Of course, leveraged ETFs do have significant advantages for those who fully appreciate the role these assets play as a complement to their core investments. Leveraged ETFs are designed to provide magnified returns on (or against) the short-term movements of a particular index. Breaking down why and how that works is a critical first step in determining whether you should use leveraged ETFs in your everyday investing.
High Exposure, High Risk
A vital component to leveraged ETFs is, of course, the high degree of leverage they provide investors. Leveraged ETFs are built to maximize returns on directional market moves over a single trading day. Traders of these funds should expect a high amount of exposure in the securities they contain, as the fund is required to generate the stated daily return objective. However, with the potential for increased daily returns of 200% to 300% of the underlying index, comes the equal potential for loss if the index moves in an unfavorable direction.

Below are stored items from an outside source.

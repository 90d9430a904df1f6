//! Tournament generation logic: rating buckets, allocation, catalog-backed generation, output.

mod allocation;
mod bucketing;
mod generator;
mod materialize;

pub use allocation::{allocate_teams, round_robin_share, MAX_GROUPS};
pub use bucketing::group_by_rating;
pub use generator::{TourneyGenerator, DEFAULT_MIN_RATING};
pub use materialize::Materializer;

Adding to the exposure risk, leveraged ETFs are rebalanced daily in order to match their stated daily investment objectives. This means that, as the underlying index moves in any direction, the ETFs net assets are altered by the same degree as its return multiple. In the case of a 3x leveraged ETF, if the underlying index moves up 1%, the ETFs gain 3%. If the underlying index falls 1%, the ETFs loses 3%. This rebalancing is tailored to respond aggressively to gains and defensively to losses, but also makes volatile or unanticipated movements in an index extremely risky for investors.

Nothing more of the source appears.